Suggestion for 'try_collect'
⚓ Rust 📅 2026-01-16 👤 surdeus 👁️ 5First and foremost, I apologize if this is not the right channel for this discussion/suggestion of feature or if something similar has already been discussed previously.
In Rust we have collect. An issue of it is, that for example, if we are OOM we might fail and thus get an abort (or panic if you configure it to do so). There are some scenarios where this is not ideal, for example scenarios where you are able to free some memory and then retry the operation for example (let say that you have a limited pool of memory for layout X and multiples thereof which you control for example on an embedded system), or when you absolutely need to keep a service running still until a certain moment (for example, you don't accept new connections, keep the current ones alive and ends the service only when all connections have been dropped).

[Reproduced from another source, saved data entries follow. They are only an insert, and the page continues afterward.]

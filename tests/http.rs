mod common;

use axum::{
    Router,
    body::{Body, to_bytes},
    http::{
        Method, Request, StatusCode,
        header::{ALLOW, CONTENT_TYPE},
    },
    response::Response,
};
use common::{Fixture, POST_ID};
use tower::ServiceExt;
use vellum::{
    domain::identity::Identity,
    infra::http::{AdminState, HttpState, build_admin_router, build_router},
};

fn public_router(fixture: &Fixture) -> Router {
    build_router(HttpState {
        pipeline: fixture.pipeline().clone(),
    })
}

fn admin_router(fixture: &Fixture) -> Router {
    build_admin_router(AdminState {
        reloader: fixture.reloader.clone(),
        db: None,
    })
}

async fn send(router: Router, request: Request<Body>) -> Response {
    router
        .oneshot(request)
        .await
        .expect("router should respond")
}

fn request(method: Method, uri: &str) -> Request<Body> {
    Request::builder()
        .method(method)
        .uri(uri)
        .body(Body::empty())
        .expect("request should build")
}

async fn body_string(response: Response) -> String {
    let bytes = to_bytes(response.into_body(), usize::MAX)
        .await
        .expect("body should collect");
    String::from_utf8(bytes.to_vec()).expect("utf-8 body")
}

fn content_type(response: &Response) -> &str {
    response
        .headers()
        .get(CONTENT_TYPE)
        .and_then(|value| value.to_str().ok())
        .unwrap_or_default()
}

#[tokio::test]
async fn serves_rendered_pages_with_route_mime() {
    let fixture = Fixture::blog().await;

    let response = send(public_router(&fixture), request(Method::GET, "/page/1")).await;
    assert_eq!(response.status(), StatusCode::OK);
    assert_eq!(content_type(&response), "text/html; charset=utf-8");
    assert_eq!(
        body_string(response).await,
        "<html>index=1 tag= post= single=false</html>"
    );

    let response = send(public_router(&fixture), request(Method::GET, "/rss/")).await;
    assert_eq!(response.status(), StatusCode::OK);
    assert_eq!(content_type(&response), "text/xml; charset=utf-8");
    assert_eq!(
        body_string(response).await,
        "<rss><channel>text/xml</channel></rss>"
    );
}

#[tokio::test]
async fn serves_prerendered_pages_from_cache() {
    let fixture = Fixture::blog().await;
    fixture.reloader.reload().await.unwrap();
    fixture
        .cache()
        .write(&format!("/raw/{POST_ID}"), b"served from disk")
        .await
        .unwrap();

    let uri = format!("/raw/{POST_ID}");
    let response = send(public_router(&fixture), request(Method::GET, &uri)).await;
    assert_eq!(response.status(), StatusCode::OK);
    assert_eq!(body_string(response).await, "served from disk");
}

#[tokio::test]
async fn unknown_path_without_not_found_page_is_plain_404() {
    let fixture = Fixture::blog().await;

    let response = send(public_router(&fixture), request(Method::GET, "/nonexistent")).await;
    assert_eq!(response.status(), StatusCode::NOT_FOUND);
    assert_eq!(body_string(response).await, "Not found");
}

#[tokio::test]
async fn unknown_path_serves_rendered_not_found_page() {
    let fixture = Fixture::blog().await;
    fixture.reloader.reload().await.unwrap();

    let response = send(public_router(&fixture), request(Method::GET, "/nonexistent")).await;
    assert_eq!(response.status(), StatusCode::NOT_FOUND);
    assert_eq!(content_type(&response), "text/html; charset=utf-8");
    assert_eq!(body_string(response).await, "nothing here");
}

#[tokio::test]
async fn non_get_methods_are_rejected() {
    let fixture = Fixture::blog().await;

    let response = send(public_router(&fixture), request(Method::POST, "/")).await;
    assert_eq!(response.status(), StatusCode::METHOD_NOT_ALLOWED);
    assert_eq!(
        response.headers().get(ALLOW).and_then(|v| v.to_str().ok()),
        Some("GET")
    );
    assert!(fixture.cache().entries().await.unwrap().is_empty());
}

#[tokio::test]
async fn identity_extension_reaches_the_admin_shell() {
    let fixture = Fixture::blog().await;

    let mut req = request(Method::GET, "/admin/");
    req.extensions_mut().insert(Identity::new("u-3"));
    let response = send(public_router(&fixture), req).await;
    assert_eq!(response.status(), StatusCode::OK);
    assert_eq!(body_string(response).await, "admin u-3");
}

#[tokio::test]
async fn render_failure_is_a_500() {
    let fixture = Fixture::blog().await;
    fixture.write_template("rss.xml", "{% include 'gone.xml' %}");
    fixture.pipeline().templates().compile_all().await.unwrap();

    let response = send(public_router(&fixture), request(Method::GET, "/rss")).await;
    assert_eq!(response.status(), StatusCode::INTERNAL_SERVER_ERROR);
    assert!(fixture.cache().read("/rss").await.unwrap().is_none());
}

#[tokio::test]
async fn admin_reload_returns_the_report() {
    let fixture = Fixture::blog().await;

    let response = send(admin_router(&fixture), request(Method::POST, "/reload")).await;
    assert_eq!(response.status(), StatusCode::OK);

    let report: serde_json::Value = serde_json::from_str(&body_string(response).await).unwrap();
    assert_eq!(report["stored"], 13);
    assert_eq!(report["paths"], 13);
    assert!(fixture.cache().read("/").await.unwrap().is_some());
}

#[tokio::test]
async fn admin_reload_reports_compile_failure() {
    let fixture = Fixture::blog().await;
    fixture.write_template("layout.html", "{% block body %}");

    let response = send(admin_router(&fixture), request(Method::POST, "/reload")).await;
    assert_eq!(response.status(), StatusCode::INTERNAL_SERVER_ERROR);
    assert_eq!(body_string(response).await, "Reload failed");
}

#[tokio::test]
async fn admin_health_without_database_is_no_content() {
    let fixture = Fixture::blog().await;

    let response = send(admin_router(&fixture), request(Method::GET, "/_health")).await;
    assert_eq!(response.status(), StatusCode::NO_CONTENT);

    let response = send(admin_router(&fixture), request(Method::GET, "/reload")).await;
    assert_eq!(response.status(), StatusCode::METHOD_NOT_ALLOWED);
}

#[tokio::test]
async fn request_id_is_echoed_or_minted() {
    let fixture = Fixture::blog().await;

    let mut req = request(Method::GET, "/");
    req.headers_mut()
        .insert("x-request-id", "trace-42".parse().unwrap());
    let response = send(public_router(&fixture), req).await;
    assert_eq!(
        response
            .headers()
            .get("x-request-id")
            .and_then(|v| v.to_str().ok()),
        Some("trace-42")
    );

    let response = send(public_router(&fixture), request(Method::GET, "/")).await;
    let minted = response
        .headers()
        .get("x-request-id")
        .and_then(|v| v.to_str().ok())
        .unwrap_or_default();
    assert_eq!(minted.len(), 36, "expected a uuid, got {minted:?}");
}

For this, it would be interesting, when working with iterators, to have a try_collect method (and as such, a Trait or whatever on how this is implemented for the collect method). It should then return a Result<CollectionType, Error>. One of the nice things is that something as such would allow for seamless collection keeping a similar interface for fixed sized arrays, as for example:
collection.iter().filter(|item|
/*yada yada code if some condition met, Some(item) else None */
).try_collect<[T : N]>()
}
If N and the amount of items that have been filtered do not match, then collection would fail. I am aware that are multiple ways of avoiding this scenario that avoid non fallible operations, such as, for example, creating a Vector first and trying to preallocate the space needed or having a fixed sized array of MaybeUninit, but I would argue that having a similar interface would allow for more ergonomic and readable code, keeping code, for the lack of a better word, somewhat 'standardized'.